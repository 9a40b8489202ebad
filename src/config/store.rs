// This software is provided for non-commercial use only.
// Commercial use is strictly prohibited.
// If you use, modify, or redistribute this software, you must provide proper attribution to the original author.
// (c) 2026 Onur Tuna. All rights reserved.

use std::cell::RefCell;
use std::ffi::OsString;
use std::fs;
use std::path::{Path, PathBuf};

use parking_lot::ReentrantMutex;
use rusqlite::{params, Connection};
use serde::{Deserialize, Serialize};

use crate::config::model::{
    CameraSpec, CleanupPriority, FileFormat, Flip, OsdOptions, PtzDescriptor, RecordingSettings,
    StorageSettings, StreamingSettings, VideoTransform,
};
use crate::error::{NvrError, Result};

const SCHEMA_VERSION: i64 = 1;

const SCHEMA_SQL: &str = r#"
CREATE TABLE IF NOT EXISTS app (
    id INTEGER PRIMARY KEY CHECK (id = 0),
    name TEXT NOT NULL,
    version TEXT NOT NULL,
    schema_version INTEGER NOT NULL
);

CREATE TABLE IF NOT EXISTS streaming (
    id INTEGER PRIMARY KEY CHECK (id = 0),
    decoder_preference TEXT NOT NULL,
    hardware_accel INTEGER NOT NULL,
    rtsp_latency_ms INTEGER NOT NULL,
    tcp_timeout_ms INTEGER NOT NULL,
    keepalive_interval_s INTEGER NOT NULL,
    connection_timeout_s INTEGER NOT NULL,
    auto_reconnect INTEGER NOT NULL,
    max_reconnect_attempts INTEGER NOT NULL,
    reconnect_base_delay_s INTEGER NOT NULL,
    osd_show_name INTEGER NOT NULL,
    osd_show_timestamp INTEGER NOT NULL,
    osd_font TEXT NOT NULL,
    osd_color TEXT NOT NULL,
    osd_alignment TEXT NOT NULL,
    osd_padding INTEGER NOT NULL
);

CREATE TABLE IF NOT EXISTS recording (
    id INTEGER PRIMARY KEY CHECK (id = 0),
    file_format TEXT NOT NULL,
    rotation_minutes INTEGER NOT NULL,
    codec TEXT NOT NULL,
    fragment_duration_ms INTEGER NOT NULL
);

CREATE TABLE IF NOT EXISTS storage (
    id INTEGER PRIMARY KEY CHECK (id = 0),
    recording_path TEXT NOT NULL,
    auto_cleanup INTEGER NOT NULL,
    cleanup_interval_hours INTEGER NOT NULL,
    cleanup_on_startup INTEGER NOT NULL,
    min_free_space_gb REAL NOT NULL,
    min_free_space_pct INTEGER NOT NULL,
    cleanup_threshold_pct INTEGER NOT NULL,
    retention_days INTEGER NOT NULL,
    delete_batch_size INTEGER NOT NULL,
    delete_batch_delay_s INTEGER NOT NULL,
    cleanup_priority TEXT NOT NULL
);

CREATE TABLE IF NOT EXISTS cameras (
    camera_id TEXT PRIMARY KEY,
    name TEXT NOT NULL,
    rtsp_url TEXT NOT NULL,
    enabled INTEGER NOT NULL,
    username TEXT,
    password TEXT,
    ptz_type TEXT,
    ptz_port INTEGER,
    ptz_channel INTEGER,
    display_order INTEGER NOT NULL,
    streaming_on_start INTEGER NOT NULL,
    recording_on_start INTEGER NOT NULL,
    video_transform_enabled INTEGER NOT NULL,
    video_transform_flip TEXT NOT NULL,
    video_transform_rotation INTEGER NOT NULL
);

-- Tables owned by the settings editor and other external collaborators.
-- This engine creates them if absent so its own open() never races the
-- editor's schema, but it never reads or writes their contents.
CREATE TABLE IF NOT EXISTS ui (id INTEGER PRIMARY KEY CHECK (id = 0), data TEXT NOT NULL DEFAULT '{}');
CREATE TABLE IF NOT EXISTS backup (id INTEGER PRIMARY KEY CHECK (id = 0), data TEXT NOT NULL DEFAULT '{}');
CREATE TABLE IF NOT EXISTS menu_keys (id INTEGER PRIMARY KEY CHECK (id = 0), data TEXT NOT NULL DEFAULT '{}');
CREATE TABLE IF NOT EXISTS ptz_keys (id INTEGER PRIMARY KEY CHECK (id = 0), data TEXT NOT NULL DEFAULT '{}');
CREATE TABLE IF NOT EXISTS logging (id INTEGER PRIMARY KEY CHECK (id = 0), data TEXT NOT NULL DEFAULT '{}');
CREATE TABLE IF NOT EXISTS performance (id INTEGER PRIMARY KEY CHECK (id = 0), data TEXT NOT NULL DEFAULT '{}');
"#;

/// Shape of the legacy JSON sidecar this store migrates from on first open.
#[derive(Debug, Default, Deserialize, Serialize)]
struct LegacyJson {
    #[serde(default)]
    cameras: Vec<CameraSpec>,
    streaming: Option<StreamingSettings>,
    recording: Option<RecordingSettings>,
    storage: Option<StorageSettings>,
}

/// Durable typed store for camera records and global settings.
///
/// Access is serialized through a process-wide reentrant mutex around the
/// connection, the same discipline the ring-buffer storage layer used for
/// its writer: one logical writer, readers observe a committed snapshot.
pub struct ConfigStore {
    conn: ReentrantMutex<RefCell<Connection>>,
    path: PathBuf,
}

■ ■ ■ ■

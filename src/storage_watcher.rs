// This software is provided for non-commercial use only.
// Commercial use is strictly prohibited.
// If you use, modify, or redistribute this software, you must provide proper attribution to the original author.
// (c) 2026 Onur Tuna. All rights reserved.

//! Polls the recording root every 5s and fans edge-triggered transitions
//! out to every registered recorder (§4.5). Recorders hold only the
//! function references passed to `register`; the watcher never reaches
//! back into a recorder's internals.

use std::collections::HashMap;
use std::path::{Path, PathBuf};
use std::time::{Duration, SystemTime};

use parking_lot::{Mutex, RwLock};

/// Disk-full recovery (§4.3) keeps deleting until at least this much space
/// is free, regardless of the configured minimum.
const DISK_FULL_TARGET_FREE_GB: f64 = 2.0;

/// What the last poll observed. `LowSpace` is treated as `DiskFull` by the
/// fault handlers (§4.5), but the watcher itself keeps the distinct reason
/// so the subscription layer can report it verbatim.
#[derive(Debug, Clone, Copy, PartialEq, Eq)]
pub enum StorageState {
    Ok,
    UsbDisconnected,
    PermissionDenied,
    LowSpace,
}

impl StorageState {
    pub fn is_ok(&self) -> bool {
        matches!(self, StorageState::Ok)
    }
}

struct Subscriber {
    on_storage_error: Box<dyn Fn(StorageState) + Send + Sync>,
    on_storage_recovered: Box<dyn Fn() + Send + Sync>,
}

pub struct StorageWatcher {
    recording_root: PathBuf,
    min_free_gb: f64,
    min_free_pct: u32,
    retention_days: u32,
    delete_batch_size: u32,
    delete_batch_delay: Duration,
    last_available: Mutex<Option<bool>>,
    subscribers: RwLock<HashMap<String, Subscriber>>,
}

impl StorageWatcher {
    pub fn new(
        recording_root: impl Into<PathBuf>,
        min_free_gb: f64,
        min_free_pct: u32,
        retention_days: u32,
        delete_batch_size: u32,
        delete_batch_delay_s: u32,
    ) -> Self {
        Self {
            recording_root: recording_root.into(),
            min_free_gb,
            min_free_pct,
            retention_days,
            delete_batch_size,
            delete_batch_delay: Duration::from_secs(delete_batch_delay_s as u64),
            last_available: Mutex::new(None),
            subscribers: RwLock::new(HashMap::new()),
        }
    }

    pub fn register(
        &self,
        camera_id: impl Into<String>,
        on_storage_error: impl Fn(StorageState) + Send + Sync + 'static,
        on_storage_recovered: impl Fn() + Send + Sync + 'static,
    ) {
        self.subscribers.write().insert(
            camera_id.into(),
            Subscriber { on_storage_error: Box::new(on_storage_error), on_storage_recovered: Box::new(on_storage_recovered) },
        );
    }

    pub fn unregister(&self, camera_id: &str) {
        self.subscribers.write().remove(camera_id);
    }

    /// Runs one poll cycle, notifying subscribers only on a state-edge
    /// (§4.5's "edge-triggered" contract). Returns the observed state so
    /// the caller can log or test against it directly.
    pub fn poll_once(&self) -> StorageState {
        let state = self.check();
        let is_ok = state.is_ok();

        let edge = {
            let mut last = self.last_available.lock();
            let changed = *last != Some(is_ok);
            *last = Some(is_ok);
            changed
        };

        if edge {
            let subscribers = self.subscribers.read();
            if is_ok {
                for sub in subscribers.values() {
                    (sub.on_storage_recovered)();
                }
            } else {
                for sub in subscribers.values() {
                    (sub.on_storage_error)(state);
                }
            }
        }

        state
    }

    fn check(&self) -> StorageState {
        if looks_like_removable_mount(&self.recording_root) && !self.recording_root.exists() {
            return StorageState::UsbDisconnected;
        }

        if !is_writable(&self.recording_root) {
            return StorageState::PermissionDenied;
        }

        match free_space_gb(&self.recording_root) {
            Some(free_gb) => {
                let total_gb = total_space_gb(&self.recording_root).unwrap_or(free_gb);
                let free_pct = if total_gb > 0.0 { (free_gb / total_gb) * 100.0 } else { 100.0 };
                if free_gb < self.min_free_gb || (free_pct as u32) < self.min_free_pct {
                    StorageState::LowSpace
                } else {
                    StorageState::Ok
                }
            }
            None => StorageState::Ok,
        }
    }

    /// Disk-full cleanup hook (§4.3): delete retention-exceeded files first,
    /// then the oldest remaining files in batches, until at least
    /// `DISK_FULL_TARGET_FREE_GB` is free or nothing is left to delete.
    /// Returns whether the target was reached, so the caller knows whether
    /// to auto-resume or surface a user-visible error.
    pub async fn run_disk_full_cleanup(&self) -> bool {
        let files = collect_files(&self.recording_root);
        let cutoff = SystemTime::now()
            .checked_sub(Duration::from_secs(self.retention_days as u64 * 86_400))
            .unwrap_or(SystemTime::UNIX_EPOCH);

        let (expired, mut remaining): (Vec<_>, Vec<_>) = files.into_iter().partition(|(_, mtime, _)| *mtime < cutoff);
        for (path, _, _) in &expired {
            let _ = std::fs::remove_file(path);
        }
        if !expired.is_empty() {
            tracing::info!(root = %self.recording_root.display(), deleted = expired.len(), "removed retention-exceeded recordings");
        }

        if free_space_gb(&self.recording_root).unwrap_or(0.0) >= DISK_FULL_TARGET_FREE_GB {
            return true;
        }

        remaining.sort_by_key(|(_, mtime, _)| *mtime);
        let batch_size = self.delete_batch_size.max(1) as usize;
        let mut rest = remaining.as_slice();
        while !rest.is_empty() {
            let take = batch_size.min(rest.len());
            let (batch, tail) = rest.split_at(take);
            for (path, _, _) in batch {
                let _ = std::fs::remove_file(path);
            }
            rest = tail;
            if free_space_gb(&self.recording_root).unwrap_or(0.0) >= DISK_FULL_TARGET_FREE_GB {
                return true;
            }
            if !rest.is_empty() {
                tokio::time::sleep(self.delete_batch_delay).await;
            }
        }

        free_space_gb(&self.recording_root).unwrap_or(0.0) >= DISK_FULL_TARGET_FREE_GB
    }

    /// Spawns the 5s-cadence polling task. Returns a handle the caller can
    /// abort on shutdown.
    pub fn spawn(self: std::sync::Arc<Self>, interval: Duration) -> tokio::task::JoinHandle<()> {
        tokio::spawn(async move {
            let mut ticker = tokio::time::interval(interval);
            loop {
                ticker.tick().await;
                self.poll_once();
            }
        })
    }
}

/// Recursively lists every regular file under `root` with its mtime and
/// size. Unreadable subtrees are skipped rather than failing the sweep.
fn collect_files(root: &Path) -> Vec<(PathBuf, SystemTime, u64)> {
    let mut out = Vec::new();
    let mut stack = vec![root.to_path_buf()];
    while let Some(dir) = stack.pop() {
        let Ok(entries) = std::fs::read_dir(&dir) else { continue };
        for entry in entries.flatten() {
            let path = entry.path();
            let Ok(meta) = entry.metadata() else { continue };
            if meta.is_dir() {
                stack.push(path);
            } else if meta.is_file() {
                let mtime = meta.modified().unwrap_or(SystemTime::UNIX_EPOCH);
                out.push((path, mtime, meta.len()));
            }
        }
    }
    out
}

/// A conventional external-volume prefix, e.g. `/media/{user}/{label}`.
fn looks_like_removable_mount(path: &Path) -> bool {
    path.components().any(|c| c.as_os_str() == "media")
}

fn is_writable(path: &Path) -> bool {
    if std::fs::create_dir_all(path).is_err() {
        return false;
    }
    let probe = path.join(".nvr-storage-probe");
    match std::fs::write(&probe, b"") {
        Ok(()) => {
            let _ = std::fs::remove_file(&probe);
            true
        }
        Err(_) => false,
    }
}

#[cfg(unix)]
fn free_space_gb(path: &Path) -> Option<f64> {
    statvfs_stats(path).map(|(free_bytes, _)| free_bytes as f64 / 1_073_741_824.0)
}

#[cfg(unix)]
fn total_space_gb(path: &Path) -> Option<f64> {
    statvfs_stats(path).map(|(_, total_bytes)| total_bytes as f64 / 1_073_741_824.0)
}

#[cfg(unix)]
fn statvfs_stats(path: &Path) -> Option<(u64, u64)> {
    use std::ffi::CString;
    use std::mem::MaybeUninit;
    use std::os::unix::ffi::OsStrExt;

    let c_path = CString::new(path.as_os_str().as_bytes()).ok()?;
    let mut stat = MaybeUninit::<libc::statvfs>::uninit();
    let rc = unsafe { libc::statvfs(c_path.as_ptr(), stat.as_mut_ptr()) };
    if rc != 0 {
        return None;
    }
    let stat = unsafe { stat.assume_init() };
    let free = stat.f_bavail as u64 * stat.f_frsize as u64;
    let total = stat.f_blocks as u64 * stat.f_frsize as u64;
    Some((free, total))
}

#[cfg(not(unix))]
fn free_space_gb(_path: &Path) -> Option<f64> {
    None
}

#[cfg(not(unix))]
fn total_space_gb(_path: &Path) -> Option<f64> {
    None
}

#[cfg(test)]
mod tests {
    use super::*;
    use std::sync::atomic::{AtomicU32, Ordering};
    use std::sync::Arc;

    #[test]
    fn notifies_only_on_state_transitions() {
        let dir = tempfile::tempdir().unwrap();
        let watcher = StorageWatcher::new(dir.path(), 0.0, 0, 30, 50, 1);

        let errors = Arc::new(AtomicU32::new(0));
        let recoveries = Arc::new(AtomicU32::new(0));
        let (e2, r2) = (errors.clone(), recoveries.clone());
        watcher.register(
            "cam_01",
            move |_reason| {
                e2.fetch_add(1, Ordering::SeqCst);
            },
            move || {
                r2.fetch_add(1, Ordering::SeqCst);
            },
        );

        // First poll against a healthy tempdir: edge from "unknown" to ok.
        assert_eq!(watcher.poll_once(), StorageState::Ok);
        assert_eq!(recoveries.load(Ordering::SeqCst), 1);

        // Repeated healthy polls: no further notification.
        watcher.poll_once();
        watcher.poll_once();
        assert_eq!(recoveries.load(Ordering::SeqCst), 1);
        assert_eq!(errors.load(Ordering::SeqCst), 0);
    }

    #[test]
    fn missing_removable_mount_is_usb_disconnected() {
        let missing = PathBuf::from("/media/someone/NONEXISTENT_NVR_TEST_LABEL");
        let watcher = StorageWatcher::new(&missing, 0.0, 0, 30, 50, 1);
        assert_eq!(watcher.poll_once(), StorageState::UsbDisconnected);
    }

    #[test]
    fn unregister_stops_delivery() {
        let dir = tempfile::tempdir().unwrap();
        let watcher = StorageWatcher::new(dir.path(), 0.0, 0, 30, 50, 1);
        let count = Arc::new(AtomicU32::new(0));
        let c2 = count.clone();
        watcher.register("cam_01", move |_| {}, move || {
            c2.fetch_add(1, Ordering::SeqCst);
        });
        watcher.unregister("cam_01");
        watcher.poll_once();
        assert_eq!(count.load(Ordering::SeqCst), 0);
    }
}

■ ■ ■ ■

Exercise instructions:
Scan the material above for "push". Copy every line where it appears.

Response to the task:
                stack.push(path);
                out.push((path, mtime, meta.len()));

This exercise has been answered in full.